State only how many lines below include the word "partial".
**** Data
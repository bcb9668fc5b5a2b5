//! Signature completeness gate.
//!
//! Every signature produced during the protocol passes through here. A partial
//! signature must stay partial and a final one must be complete: an unexpectedly
//! complete signature means we hold keys we should not, so it is never sent on.

use escrow_bitcoin::RawTransactionClient;
use escrow_types::{EscrowError, Result};
use tracing::debug;

/// Signer errors expected while the counterparty's signature is still missing.
const MISSING_SIGNATURE_ERRORS: &[&str] = &[
    "Operation not valid with the current stack size",
    "Unable to sign input, invalid stack size (possibly missing key)",
];

/// Sign `rawtx` with the wallet and return the signed hex.
pub async fn sign_raw_tx(
    client: &dyn RawTransactionClient,
    rawtx: &str,
    should_be_complete: bool,
) -> Result<String> {
    let signed = client
        .sign_raw_transaction(rawtx)
        .await?
        .ok_or_else(|| EscrowError::protocol("Error signing transaction"))?;

    if let Some(errors) = signed.errors.as_ref().filter(|e| !e.is_empty()) {
        let tolerated = !should_be_complete
            && errors
                .iter()
                .all(|e| MISSING_SIGNATURE_ERRORS.contains(&e.error.as_str()));
        if !tolerated {
            let details: Vec<&str> = errors.iter().map(|e| e.error.as_str()).collect();
            return Err(EscrowError::protocol(format!(
                "Error signing transaction: {}",
                details.join("; ")
            )));
        }
    }

    if should_be_complete && !signed.complete {
        return Err(EscrowError::protocol(
            "Transaction should be complete at this stage.",
        ));
    }
    if !should_be_complete && signed.complete {
        return Err(EscrowError::protocol(
            "Transaction should not be complete at this stage, will not send insecure message",
        ));
    }

    debug!(complete = signed.complete, "Transaction signed");
    Ok(signed.hex)
}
********
> **Task response**
2